The bulk of neuron production in the central nervous system takes place before birth, and comes to a halt by birth. But scientists have identified specific regions in the core of the brain that retain stem cells into adulthood and continue to produce new neurons.

NC State researchers, investigating the subventricular zone, one of the regions that retains stem cells, have identified a gene that acts as a switch – transforming some embryonic stem cells into adult cells that can no longer produce new neurons. The research was done using mice. These cells form a layer of cells that support adult stem cells. The gene, called FoxJ1, increases its activity near the time of birth, when neural development slows down. However, the FoxJ1 gene is not activated in most of the stem cells in the subventricular zone – where new neurons continue to be produced into adulthood.
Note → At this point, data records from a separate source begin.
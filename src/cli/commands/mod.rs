//! Package command execution.
//!
//! Coordinates input loading, the package build and user feedback, and
//! guarantees the run log is flushed and closed on every exit path.

mod helpers;

pub(crate) use helpers::write_sample_input;

use crate::cli::{Args, RuntimeConfig};
use crate::error::Result;
use crate::input::load_metadata;
use crate::logging::RunLog;
use crate::package::{BuildReport, PackageBuilder};
use helpers::{print_recovery, print_summary, print_usage};

/// Execute a packaging run and return the exit code
pub fn execute_command(args: &Args) -> i32 {
    let config = match RuntimeConfig::from_args(args) {
        Ok(config) => config,
        Err(e) => {
            let output = super::OutputManager::new(false);
            output.error(&format!("Cannot determine work directory: {e}"));
            return 1;
        }
    };
    let output = config.output();

    let log = match &config.log_dir {
        Some(dir) => RunLog::open(dir).unwrap_or_else(|e| {
            output.warn(&format!("Run log disabled: {e}"));
            RunLog::disabled()
        }),
        None => RunLog::disabled(),
    };
    log.info(format!(
        "rso_packager {} started with input {}",
        env!("CARGO_PKG_VERSION"),
        args.input.display()
    ));

    let exit_code = match create_package(args, &config, &log) {
        Ok(report) => {
            print_summary(&report, &config);
            log.info("Package created");
            0
        }
        Err(e) => {
            log.error(format!("Package creation failed: {e}"));
            output.error(&format!("Package creation failed: {e}"));
            print_recovery(&e, &config);
            if e.wants_usage() {
                print_usage(output);
                write_sample_input(&config.work_dir, output);
            }
            1
        }
    };

    if let Some(path) = log.path() {
        output.println(&format!("Log: {}", path.display()));
    }
    if let Err(e) = log.close() {
        output.warn(&format!("Failed to flush run log: {e}"));
    }
    exit_code
}

/// Load the input and build the package
fn create_package(args: &Args, config: &RuntimeConfig, log: &RunLog) -> Result<BuildReport> {
    let metadata = load_metadata(&args.input)?;
    log.info(format!(
        "Loaded input for package {} dated {}",
        metadata.name, metadata.date
    ));

    PackageBuilder::new(&config.work_dir)
        .hash_backend(config.hash_backend.clone())
        .keep_staging(config.keep_staging)
        .build(metadata, log)
}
“Research into why and how some stem cells in the subventricular zone continue to produce new neurons is important because a biological understanding of how these cells function can contribute to new treatments to replace damaged or diseased brain tissue, hopefully in regions that cannot do this by themselves,” says Dr. Troy Ghashghaei, an assistant professor of neurobiology at NC State and the senior author of the research. “This research helps us understand brain development itself, which is key to identifying novel approaches for treatment of many neurological disorders.”

When the FoxJ1 gene is activated, it produces a protein that functions as a transcription factor. Transcription factors swim through the nucleus of a cell turning other genes on and off, turning the embryonic stem cell into an adult cell. Some of the adult cells will function as stem cells, creating new neurons, but most will not – instead serving to support the adult stem cells by forming a stem cell “niche.” This niche has a complex cellular architecture that allows adult stem cells to remain active in the subventricular zone.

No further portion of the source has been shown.